Lesson8. JKに相談したい。

 JKに相談しようと思った。けど、なかなかいいタイミングが見つからない。JKは京都の有名な国立大学を出てるから、旧帝ぐらいの大学を目指す子にとっては頼りになるらしく、放課後はたいてい誰かが受験の相談をしてる。かといって朝早く登校するのもいかにもだし、それに僕は朝に弱い。となると、昼休みに声をかけるのが良さそうだった。

 昼休み、いつもなら僕たちはバスケをする。甘井ちゃんの体調が良くなく、来られないことが多いのだが、そうなると四人しか集まらないわけで、僕が抜けるのは悪い、というか怒られる。野間に怒られるのは慣れっこだし、高橋くんに怒られるのもまあ彼は優しいから大したことはないのだが、福井さんに怒られるのがけっこうキツイ。話が長いし、よく分からない人生訓を延々と聴かされる。福井さんはAVに詳しいだけでなく、どうでもいい雑学にも一家言あって、どこで覚えたのかいやに凝った故事を混ぜてちょっといい話をしてくるのがまたうざい。勉強はできないくせ、役立たないことにはやたら造詣がある、それが福井さんなのだ。じゃあ甘井ちゃんがバスケに来ている日に抜けるのが良いかといえば、そんなときはもちろん甘井ちゃんにいいプレイを見せたいに決まってるので、抜けられるはずがない。甘井ちゃんのいるときにかぎって、僕はうつくしいシュートを打てたりするのだ。角度のない真横からマイケル・ジョーダンも真っ青のフェイダウェイで。そのとき甘井ちゃんとおなじチームだと、彼女の見せてくれる笑顔がまたかわいい。

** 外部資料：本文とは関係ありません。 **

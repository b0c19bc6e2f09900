//! Tokenizer for expressions inside `{{ }}` and `{% %}`.

use chumsky::prelude::*;
use std::hash::{Hash, Hasher};
use std::ops::Range;

#[derive(Debug, Clone, Copy)]
pub(crate) struct Float(pub f64);

impl PartialEq for Float {
    fn eq(&self, other: &Self) -> bool {
        self.0.to_bits() == other.0.to_bits()
    }
}

impl Eq for Float {}

impl Hash for Float {
    fn hash<H: Hasher>(&self, state: &mut H) {
        state.write_u64(self.0.to_bits());
    }
}

#[derive(Debug, Clone, PartialEq, Eq, Hash)]
pub(crate) enum Token {
    Name(String),
    Int(i64),
    Float(Float),
    Str(String),
    Op(&'static str),
}

impl Token {
    pub fn name(value: &str) -> Token {
        Token::Name(value.to_string())
    }
}

fn quoted(quote: char) -> impl Parser<char, String, Error = Simple<char>> + Clone {
    let escape = just('\\').ignore_then(any()).map(|c| match c {
        'n' => '\n',
        't' => '\t',
        'r' => '\r',
        other => other,
    });
    just(quote)
        .ignore_then(
            filter(move |c: &char| *c != quote && *c != '\\')
                .or(escape)
                .repeated()
                .collect::<String>(),
        )
        .then_ignore(just(quote))
}

pub(crate) fn lexer() -> impl Parser<char, Vec<(Token, Range<usize>)>, Error = Simple<char>> {
    let number = text::int(10)
        .then(just('.').ignore_then(text::digits(10)).or_not())
        .try_map(|(int_part, frac): (String, Option<String>), span| match frac {
            Some(frac) => format!("{}.{}", int_part, frac)
                .parse::<f64>()
                .map(|v| Token::Float(Float(v)))
                .map_err(|_| Simple::custom(span, "invalid number literal")),
            None => int_part
                .parse::<i64>()
                .map(Token::Int)
                .map_err(|_| Simple::custom(span, "integer literal out of range")),
        });

    let string = quoted('\'').or(quoted('"')).map(Token::Str);

    let long_op = choice::<_, Simple<char>>((
        just("//").to(Token::Op("//")),
        just("==").to(Token::Op("==")),
        just("!=").to(Token::Op("!=")),
        just("<=").to(Token::Op("<=")),
        just(">=").to(Token::Op(">=")),
        just("..").to(Token::Op("..")),
    ));

    let short_op = filter_map(|span, c: char| {
        let op = match c {
            '+' => "+",
            '-' => "-",
            '*' => "*",
            '/' => "/",
            '%' => "%",
            '~' => "~",
            '<' => "<",
            '>' => ">",
            '(' => "(",
            ')' => ")",
            '[' => "[",
            ']' => "]",
            '{' => "{",
            '}' => "}",
            ',' => ",",
            '.' => ".",
            '|' => "|",
            ':' => ":",
            '?' => "?",
            '=' => "=",
            _ => return Err(Simple::custom(span, format!("unexpected character {:?}", c))),
        };
        Ok(Token::Op(op))
    });

    let ident = text::ident().map(Token::Name);

    choice::<_, Simple<char>>((number, string, long_op, short_op, ident))
        .map_with_span(|tok, span| (tok, span))
        .padded()
        .repeated()
        .then_ignore(end())
}

#[cfg(test)]
mod tests {
    use super::*;

    fn tokens(source: &str) -> Vec<Token> {
        lexer()
            .parse(source)
            .unwrap()
            .into_iter()
            .map(|(t, _)| t)
            .collect()
    }

    #[test]
    fn test_lex_path_and_filter() {
        assert_eq!(
            tokens("ticket.requesters|length > 1"),
            vec![
                Token::name("ticket"),
                Token::Op("."),
                Token::name("requesters"),
                Token::Op("|"),
                Token::name("length"),
                Token::Op(">"),
                Token::Int(1),
            ]
        );
    }

    #[test]
    fn test_lex_numbers_and_range() {
        assert_eq!(
            tokens("1..3 2.5"),
            vec![Token::Int(1), Token::Op(".."), Token::Int(3), Token::Float(Float(2.5))]
        );
    }

    #[test]
    fn test_lex_strings_with_escapes() {
        assert_eq!(
            tokens(r#"'it\'s' "a\nb""#),
            vec![Token::Str("it's".to_string()), Token::Str("a\nb".to_string())]
        );
    }

    #[test]
    fn test_lex_rejects_unknown_characters() {
        assert!(lexer().parse("a; b").is_err());
        assert!(lexer().parse("'open").is_err());
    }
}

 そんなこんなで、いったい相談が大事なのか大事じゃないのか、大事なつもりだけどそれより大事なこともあったりして、優柔不断な日々を過ごしているうち、月に一度の給食の日があった。例によって、福井さんは食べきれなかった。また悪いことに、給食の担当教師というのがいて、うちのクラスはあの性悪なティーチャーなのだ。残さず食べるようティーチャーに迫られ、福井さんはよく泣いた。福井さんをなぐさめるのが僕と野間の役目だった。高橋くんは気のない素振りをしながらも、ティーチャーの目を盗んで福井さんの嫌いなにんじんなんかを手づかみでひょいと食べてあげたりした。甘井ちゃんは保健室で給食を食べることが多かった。月に一回、決まってバスケをしない、できない日だった。悪いと思ったけれど、僕はこの日、福井さんを野間に任せて、こっそりランチルームを離れた。